Oil Search abandons Papua New Guinea gas line project

Feb. 2, 2007
Sydney-based Oil Search Ltd. has abandoned it's $8 billion (Aus.) Papua New Guinea-Queensland gas pipeline project, maintaining that costs and returns are no longer attractive when compared with other options such as LNG or petrochemical plants in the country.

Rick Wilkinson
OGJ Correspondent

MELBOURNE, Feb. 2 -- Sydney-based Oil Search Ltd. has abandoned it's $8 billion (Aus.) Papua New Guinea-Queensland gas pipeline project, maintaining that costs and returns are no longer attractive when compared with other options such as LNG or petrochemical plants in the country.

"The world has caught up with and passed the [Papua New Guinea-Queensland] pipeline project with new opportunities that offer higher value," said Peter Botten, Oil Search managing director.

The announcement comes despite the company's note in its Dec. 6, 2006, quarterly report released earlier this week that the project was still economically viable.

While not backing away from that statement, Botten said that alternative development options that were not present 2 years ago are now demonstrably more attractive and cannot be ignored.
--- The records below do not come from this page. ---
// This Source Code Form is subject to the terms of the Mozilla Public
// License, v. 2.0. If a copy of the MPL was not distributed with this
// file, You can obtain one at http://mozilla.org/MPL/2.0/.

//! Turning escape times into colours.
//!
//! The calculator only ever produces a number (or nothing), and the
//! choice of what that number looks like is entirely the caller's.
//! That choice is a `ColorMapper`.  A handful of schemes are provided
//! here, along with the two pieces of arithmetic every scheme ends up
//! needing: a straight-line `gradient` between two colours, and an
//! `average` for folding supersamples back into one pixel.

use num::clamp;
use std::str::FromStr;

use crate::calculate::Escape;
use crate::error::MandelError;

/// An eight-bit RGBA colour.  Everything this crate produces is opaque.
#[derive(Copy, Clone, Debug, Default, PartialEq, Eq, Hash)]
pub struct Color {
    /// Red
    pub r: u8,
    /// Green
    pub g: u8,
    /// Blue
    pub b: u8,
    /// Alpha; 0xFF is opaque.
    pub a: u8,
}

impl Color {
    /// Opaque black, the conventional colour of the set's interior.
    pub const BLACK: Color = Color::rgb(0, 0, 0);
    /// Opaque white.
    pub const WHITE: Color = Color::rgb(255, 255, 255);

    /// An opaque colour.
    pub const fn rgb(r: u8, g: u8, b: u8) -> Color {
        Color { r, g, b, a: 0xff }
    }
}

#[inline]
fn lerp_channel(start: u8, end: u8, percentage: f64) -> u8 {
    let v = f64::from(start) + (f64::from(end) - f64::from(start)) * percentage;
    // Truncate toward zero, then wrap into eight bits.
    (v as i64) as u8
}

/// Interpolate each channel independently from `start` to `end`.
///
/// Channels are truncated, not rounded.  `percentage` is not clamped:
/// values outside `[0, 1]` overshoot and wrap around, so callers that
/// care must clamp it themselves.
pub fn gradient(start: Color, end: Color, percentage: f64) -> Color {
    Color {
        r: lerp_channel(start.r, end.r, percentage),
        g: lerp_channel(start.g, end.g, percentage),
        b: lerp_channel(start.b, end.b, percentage),
        a: lerp_channel(start.a, end.a, percentage),
    }
}

/// `gradient` expressed as step `step` of a run of `max` steps, so
/// that step `max - 1` lands on `end`.
pub fn gradient_steps(start: Color, end: Color, max: usize, step: usize) -> Color {
    let span = if max > 1 { max - 1 } else { 1 };
    gradient(start, end, step as f64 / span as f64)
}

/// Per-channel floor of the mean.  Alpha is always forced opaque, and
/// an empty slice averages to opaque black.
pub fn average(colors: &[Color]) -> Color {
    if colors.is_empty() {
        return Color::BLACK;
    }
    let (mut r, mut g, mut b) = (0u64, 0u64, 0u64);
    for c in colors {
        r += u64::from(c.r);
        g += u64::from(c.g);
        b += u64::from(c.b);
    }
    let l = colors.len() as u64;
    Color::rgb((r / l) as u8, (g / l) as u8, (b / l) as u8)
}

/// Anything that can colour an escape time.  Mappers are shared by
/// every render worker, hence `Sync`.
///
/// The bounded case (`None`) must be handled explicitly; by convention
/// it is black.
pub trait ColorMapper: Sync {
    /// The colour for one sample.
    fn map(&self, escape: Escape) -> Color;
}

impl<F> ColorMapper for F
where
    F: Fn(Escape) -> Color + Sync,
{
    fn map(&self, escape: Escape) -> Color {
        self(escape)
    }
}

/// `n % 255` on every channel.
#[derive(Copy, Clone, Debug, Default)]
pub struct Grayscale;

impl ColorMapper for Grayscale {
    fn map(&self, escape: Escape) -> Color {
        match escape {
            None => Color::BLACK,
            Some(n) => {
                let v = (n % 255) as u8;
                Color::rgb(v, v, v)
            }
        }
    }
}

/// A smooth black-to-white ramp reaching white at `max - 1`.
#[derive(Copy, Clone, Debug)]
pub struct GradientGrayscale {
    /// Number of steps in the ramp; usually the iteration limit.
    pub max: usize,
}

impl ColorMapper for GradientGrayscale {
    fn map(&self, escape: Escape) -> Color {
        match escape {
            None => Color::BLACK,
            Some(n) => {
                let span = if self.max > 1 { self.max - 1 } else { 1 };
                let p = clamp(n as f64 / span as f64, 0.0, 1.0);
                gradient(Color::BLACK, Color::WHITE, p)
            }
        }
    }
}

/// One stretch of a `Banded` scheme.
#[derive(Copy, Clone, Debug)]
pub struct Band {
    /// How many escape values this band covers.
    pub length: usize,
    /// Colour of the first value in the band.
    pub start: Color,
    /// Colour of the last value in the band.
    pub end: Color,
}

impl Band {
    /// Convenience constructor.
    pub const fn new(length: usize, start: Color, end: Color) -> Band {
        Band { length, start, end }
    }
}

/// A multi-stop gradient: consecutive bands of escape values, each a
/// gradient of its own.  Values past the last band stay on its end
/// colour.
#[derive(Clone, Debug)]
pub struct Banded {
    bands: Vec<Band>,
}

const BLUE: Color = Color::rgb(0, 100, 255);
const RED: Color = Color::rgb(255, 0, 0);
const GREEN: Color = Color::rgb(0, 255, 0);
const PURE_BLUE: Color = Color::rgb(0, 0, 255);
const YELLOW: Color = Color::rgb(255, 255, 0);

impl Banded {
    /// A scheme made of `bands`, in order of increasing escape time.
    pub fn new(bands: Vec<Band>) -> Banded {
        Banded { bands }
    }

    /// Blue through white and red into yellow.
    pub fn ocean() -> Banded {
        Banded::new(vec![
            Band::new(300, BLUE, Color::WHITE),
            Band::new(300, Color::WHITE, RED),
            Band::new(400, RED, YELLOW),
        ])
    }

    /// Red to white and back, then on into yellow.
    pub fn crimson() -> Banded {
        Banded::new(vec![
            Band::new(300, RED, Color::WHITE),
            Band::new(300, Color::WHITE, RED),
            Band::new(400, RED, YELLOW),
        ])
    }

    /// Red, green and blue washes out of white.
    pub fn christmas() -> Banded {
        Banded::new(vec![
            Band::new(100, Color::WHITE, RED),
            Band::new(200, Color::WHITE, GREEN),
            Band::new(300, Color::WHITE, PURE_BLUE),
            Band::new(400, PURE_BLUE, Color::WHITE),
        ])
    }
}

impl ColorMapper for Banded {
    fn map(&self, escape: Escape) -> Color {
        let n = match escape {
            None => return Color::BLACK,
            Some(n) => n,
        };
        let mut offset = 0;
        for (i, band) in self.bands.iter().enumerate() {
            let last = i + 1 == self.bands.len();
            if n - offset < band.length || last {
                let span = if band.length > 1 { band.length - 1 } else { 1 };
                let p = clamp((n - offset) as f64 / span as f64, 0.0, 1.0);
                return gradient(band.start, band.end, p);
            }
            offset = offset.saturating_add(band.length);
        }
        Color::BLACK
    }
}

/// Cyclic palette lookup.
#[derive(Clone, Debug)]
pub struct Palette {
    colors: Vec<Color>,
}

impl Palette {
    /// A palette cycling through `colors`.
    pub fn new(colors: Vec<Color>) -> Palette {
        Palette { colors }
    }
}

impl ColorMapper for Palette {
    fn map(&self, escape: Escape) -> Color {
        match escape {
            Some(n) if !self.colors.is_empty() => self.colors[n % self.colors.len()],
            _ => Color::BLACK,
        }
    }
}

/// The schemes selectable by name from the command line.
#[derive(Copy, Clone, Debug, PartialEq, Eq)]
pub enum ColorScheme {
    /// `Grayscale`
    Grayscale,
    /// `GradientGrayscale` over the iteration limit
    Gradient,
    /// `Banded::ocean`
    Ocean,
    /// `Banded::crimson`
    Crimson,
    /// `Banded::christmas`
    Christmas,
}

impl ColorScheme {
    /// Every name `from_str` accepts.
    pub const NAMES: &'static [&'static str] =
        &["grayscale", "gradient", "ocean", "crimson", "christmas"];

    /// Build the mapper.  `limit` only matters to schemes that stretch
    /// themselves over the whole iteration range.
    pub fn mapper(self, limit: usize) -> Box<dyn ColorMapper> {
        match self {
            ColorScheme::Grayscale => Box::new(Grayscale),
            ColorScheme::Gradient => Box::new(GradientGrayscale { max: limit }),
            ColorScheme::Ocean => Box::new(Banded::ocean()),
            ColorScheme::Crimson => Box::new(Banded::crimson()),
            ColorScheme::Christmas => Box::new(Banded::christmas()),
        }
    }
}

impl FromStr for ColorScheme {
    type Err = MandelError;

    fn from_str(s: &str) -> Result<Self, Self::Err> {
        match s.to_lowercase().as_str() {
            "grayscale" => Ok(ColorScheme::Grayscale),
            "gradient" => Ok(ColorScheme::Gradient),
            "ocean" => Ok(ColorScheme::Ocean),
            "crimson" => Ok(ColorScheme::Crimson),
            "christmas" => Ok(ColorScheme::Christmas),
            _ => Err(MandelError::UnknownColorScheme(s.to_string())),
        }
    }
}

#[cfg(test)]
mod tests {
    use super::*;

    const GREY: Color = Color::rgb(128, 64, 32);

    #[test]
    fn average_of_nothing_is_opaque_black() {
        assert_eq!(average(&[]), Color { r: 0, g: 0, b: 0, a: 0xff });
    }

    #[test]
    fn average_floors_the_mean() {
        let colors = [Color::BLACK, Color::WHITE, Color::WHITE, Color::WHITE];
        assert_eq!(average(&colors), Color::rgb(191, 191, 191));
    }

    #[test]
    fn average_does_not_overflow() {
        let colors = vec![Color::WHITE; 1024];
        assert_eq!(average(&colors), Color::WHITE);
    }

    #[test]
    fn average_forces_alpha() {
        let clear = Color { r: 10, g: 20, b: 30, a: 0 };
        assert_eq!(average(&[clear]).a, 0xff);
    }

    #[test]
    fn gradient_hits_both_ends() {
        assert_eq!(gradient(Color::BLACK, Color::WHITE, 0.0), Color::BLACK);
        assert_eq!(gradient(Color::BLACK, Color::WHITE, 1.0), Color::WHITE);
    }

    #[test]
    fn gradient_between_equal_colors_is_constant() {
        for &p in &[-3.0, 0.0, 0.25, 0.5, 1.0, 7.5] {
            assert_eq!(gradient(GREY, GREY, p), GREY);
        }
    }

    #[test]
    fn gradient_truncates() {
        // 255 * 0.5 = 127.5
        assert_eq!(gradient(Color::BLACK, Color::WHITE, 0.5), Color::rgb(127, 127, 127));
        // 255 - 255 * 0.5 = 127.5
        assert_eq!(gradient(Color::WHITE, Color::BLACK, 0.5), Color::rgb(127, 127, 127));
    }

    #[test]
    fn gradient_wraps_outside_the_unit_range() {
        // 255 * 1.1 = 280.5 -> 280 -> 24
        assert_eq!(gradient(Color::BLACK, Color::WHITE, 1.1).r, 24);
        // -25.5 -> -25 -> 231
        assert_eq!(gradient(Color::BLACK, Color::WHITE, -0.1).r, 231);
    }

    #[test]
    fn gradient_steps_ends_on_the_last_step() {
        assert_eq!(gradient_steps(Color::BLACK, Color::WHITE, 300, 0), Color::BLACK);
        assert_eq!(gradient_steps(Color::BLACK, Color::WHITE, 300, 299), Color::WHITE);
        assert_eq!(gradient_steps(RED, YELLOW, 1, 0), RED);
    }

    #[test]
    fn every_scheme_paints_the_interior_black() {
        for name in ColorScheme::NAMES {
            let scheme: ColorScheme = name.parse().unwrap();
            assert_eq!(scheme.mapper(1000).map(None), Color::BLACK, "{}", name);
        }
        assert_eq!(Palette::new(vec![RED]).map(None), Color::BLACK);
    }

    #[test]
    fn grayscale_wraps_at_255() {
        assert_eq!(Grayscale.map(Some(0)), Color::BLACK);
        assert_eq!(Grayscale.map(Some(100)), Color::rgb(100, 100, 100));
        assert_eq!(Grayscale.map(Some(255)), Color::BLACK);
        assert_eq!(Grayscale.map(Some(256)), Color::rgb(1, 1, 1));
    }

    #[test]
    fn gradient_grayscale_saturates() {
        let g = GradientGrayscale { max: 1000 };
        assert_eq!(g.map(Some(0)), Color::BLACK);
        assert_eq!(g.map(Some(999)), Color::WHITE);
        assert_eq!(g.map(Some(1000)), Color::WHITE);
    }

    #[test]
    fn banded_walks_through_its_bands() {
        let ocean = Banded::ocean();
        assert_eq!(ocean.map(Some(0)), BLUE);
        assert_eq!(ocean.map(Some(299)), Color::WHITE);
        assert_eq!(ocean.map(Some(300)), Color::WHITE);
        assert_eq!(ocean.map(Some(599)), RED);
        assert_eq!(ocean.map(Some(600)), RED);
        assert_eq!(ocean.map(Some(999)), YELLOW);
        assert_eq!(ocean.map(Some(5000)), YELLOW);
    }

    #[test]
    fn huge_bands_do_not_overflow() {
        let banded = Banded::new(vec![
            Band::new(10, Color::BLACK, Color::WHITE),
            Band::new(std::usize::MAX, RED, YELLOW),
            Band::new(5, GREEN, PURE_BLUE),
        ]);
        assert_eq!(banded.map(Some(20)), RED);
        assert_eq!(banded.map(Some(std::usize::MAX)), YELLOW);
        assert_eq!(banded.map(Some(9)), Color::WHITE);
    }

    #[test]
    fn empty_banded_is_black() {
        assert_eq!(Banded::new(vec![]).map(Some(3)), Color::BLACK);
    }

    #[test]
    fn palette_cycles() {
        let p = Palette::new(vec![RED, GREEN, PURE_BLUE]);
        assert_eq!(p.map(Some(0)), RED);
        assert_eq!(p.map(Some(4)), GREEN);
        assert_eq!(Palette::new(vec![]).map(Some(4)), Color::BLACK);
    }

    #[test]
    fn closures_are_mappers() {
        let f = |e: Escape| if e.is_some() { RED } else { GREEN };
        assert_eq!(f.map(Some(1)), RED);
        assert_eq!(f.map(None), GREEN);
    }

    #[test]
    fn unknown_schemes_are_rejected() {
        assert!("Ocean".parse::<ColorScheme>().is_ok());
        match "plaid".parse::<ColorScheme>() {
            Err(MandelError::UnknownColorScheme(name)) => assert_eq!(name, "plaid"),
            other => panic!("unexpected {:?}", other),
        }
    }
}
He conceded that part of the problem for a line to Australia is that gas prices in eastern Australia are too low. They are at a significant discount to world prices.

"There is an effective cap on gas prices in the eastern Australian market because of the abundance of coal which offers the ability to switch power sources."
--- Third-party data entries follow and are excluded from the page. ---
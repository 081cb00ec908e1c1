#![deny(missing_docs)]
// This Source Code Form is subject to the terms of the Mozilla Public
// License, v. 2.0. If a copy of the MPL was not distributed with this
// file, You can obtain one at http://mozilla.org/MPL/2.0/.

//! Mandelbrot renderer
//!
//! The Mandelbrot set is the set of points `c` on the complex plane
//! for which repeatedly squaring `z` and adding `c` back in never
//! carries `z` off to infinity.  Points outside the set do escape,
//! and how quickly they escape is the number we paint with: the
//! renderer maps every pixel to a point, counts its iterations,
//! asks a `ColorMapper` what that count looks like, and averages a
//! small grid of such samples per pixel to smooth the edges.
//!
//! The work is split over a pool of threads, one row of the image at
//! a time.  A sequence of viewports, easing from one place and zoom
//! to another, turns the same machinery into an animation.

pub mod animation;
pub mod calculate;
pub mod color;
pub mod encode;
pub mod error;
pub mod planes;
pub mod render;
pub mod sampler;
pub mod search;

pub use animation::{build_frame, render_animation, AnimationPlan};
pub use calculate::{calculate, escape, Escape};
pub use color::{
    average, gradient, gradient_steps, Band, Banded, Color, ColorMapper, ColorScheme,
    GradientGrayscale, Grayscale, Palette,
};
pub use encode::{encode, write_frame, write_image, OutputFormat};
pub use error::MandelError;
pub use planes::{Pixel, Viewport};
pub use render::{render, PixelBuffer, RenderConfig, Renderer};
pub use sampler::sample_color;
pub use search::{find_interesting_point, try_find_interesting_point};
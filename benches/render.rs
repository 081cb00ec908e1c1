// This Source Code Form is subject to the terms of the Mozilla Public
// License, v. 2.0. If a copy of the MPL was not distributed with this
// file, You can obtain one at http://mozilla.org/MPL/2.0/.

#[macro_use]
extern crate criterion;

use criterion::Criterion;
use mandel::{calculate, render, Grayscale, RenderConfig, Renderer, Viewport};

fn bench_calculate(c: &mut Criterion) {
    c.bench_function("calculate seahorse 1000", |b| {
        b.iter(|| calculate(-0.743643887, 0.131825904, 1000))
    });
}

fn bench_render(c: &mut Criterion) {
    let vp = Viewport::new(-0.5, 0.0, 1.0, 200, 150);
    c.bench_function("render 200x150", move |b| {
        b.iter(|| render(&vp, RenderConfig::new(256, 1, &Grayscale)).unwrap())
    });
    c.bench_function("render 200x150 aa3 single thread", move |b| {
        b.iter(|| {
            Renderer::new(RenderConfig::new(256, 3, &Grayscale))
                .with_workers(1)
                .render(&vp)
                .unwrap()
        })
    });
}

criterion_group! {
    name = benches;
    config = Criterion::default().sample_size(10);
    targets = bench_calculate, bench_render
}
criterion_main!(benches);
// This Source Code Form is subject to the terms of the Mozilla Public
// License, v. 2.0. If a copy of the MPL was not distributed with this
// file, You can obtain one at http://mozilla.org/MPL/2.0/.

//! Contains the Viewport struct, which describes a relationship
//! between a rectangle on the integral plane with an origin at 0,0
//! (the image), and a rectangle on the complex plane described by a
//! centre and a zoom factor.
use num::Complex;

use crate::error::MandelError;

/// The column and row of a pixel in the image.
#[derive(Copy, Clone, Debug, PartialEq)]
pub struct Pixel(pub usize, pub usize);

/// At zoom 1 the image is this tall on the complex plane.
pub const BASE_SPAN: f64 = 4.0;

/// Where we are looking, and at what resolution.  The mapping is
/// square: one pixel covers the same distance on both axes, and the
/// height of the image decides how much of the plane fits in it.
#[derive(Copy, Clone, Debug, PartialEq)]
pub struct Viewport {
    /// Real part of the point at the centre of the image.
    pub center_x: f64,
    /// Imaginary part of the point at the centre of the image.
    pub center_y: f64,
    /// Magnification; never below 1.
    pub zoom: f64,
    /// Image width in pixels.
    pub width: usize,
    /// Image height in pixels.
    pub height: usize,
}

impl Viewport {
    /// Constructor.  A zoom below 1 (or NaN) is raised to 1.
    pub fn new(center_x: f64, center_y: f64, zoom: f64, width: usize, height: usize) -> Viewport {
        Viewport {
            center_x,
            center_y,
            zoom: zoom.max(1.0),
            width,
            height,
        }
    }

    /// Refuses a viewport with nothing in it.
    pub fn validate(&self) -> Result<(), MandelError> {
        if self.is_empty() {
            return Err(MandelError::InvalidDimensions {
                width: self.width,
                height: self.height,
            });
        }
        Ok(())
    }

    /// The total number of pixels.  Used to size the buffer.
    pub fn len(&self) -> usize {
        self.width * self.height
    }

    /// True when the viewport has no rows or no columns to render.
    pub fn is_empty(&self) -> bool {
        self.width == 0 || self.height == 0
    }

    /// The distance on the complex plane between two neighbouring pixels.
    pub fn plane_span(&self) -> f64 {
        BASE_SPAN / (self.height as f64 * self.zoom)
    }

    /// Given the column and row of a pixel, return the complex number
    /// it corresponds to.  Rows grow along the imaginary axis.  The
    /// centre pixel is `(width / 2, height / 2)` in integer division, so
    /// on odd sizes it still lands exactly on the centre point.
    pub fn pixel_to_point(&self, pixel: Pixel) -> Complex<f64> {
        let span = self.plane_span();
        Complex::new(
            self.center_x - span * (self.width / 2) as f64 + pixel.0 as f64 * span,
            self.center_y - span * (self.height / 2) as f64 + pixel.1 as f64 * span,
        )
    }
}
Botten added that Oil Search's preferred option for gas commercialization in Papua New Guinea is LNG.

The company is likely to participate in an ExxonMobil Corp.-led LNG development that would use feedstock from the Hides and Angore gas fields. This could be linked with gas from the Kutubu and Juha fields to establish a major LNG project. Also the Kutubu-Juha gas could be used for a separate LNG project led by BG Group, which is currently considering a 3-4 million tonne/day facility.

Another alternative for Kutubu-Juha gas is a petrochemical project, however the petrochemical plants also could be supplied from fields such as Barikewa and Kimu.

These proposals are over and above the InterOil-Merrill Lynch Commodities proposals to build LNG and petrochemical plants in Port Moresby based on gas from InterOil's recent Elk discovery to the east of the Kutubu fields.

Oil Search expects to make a decision on how to develop its fields by midyear.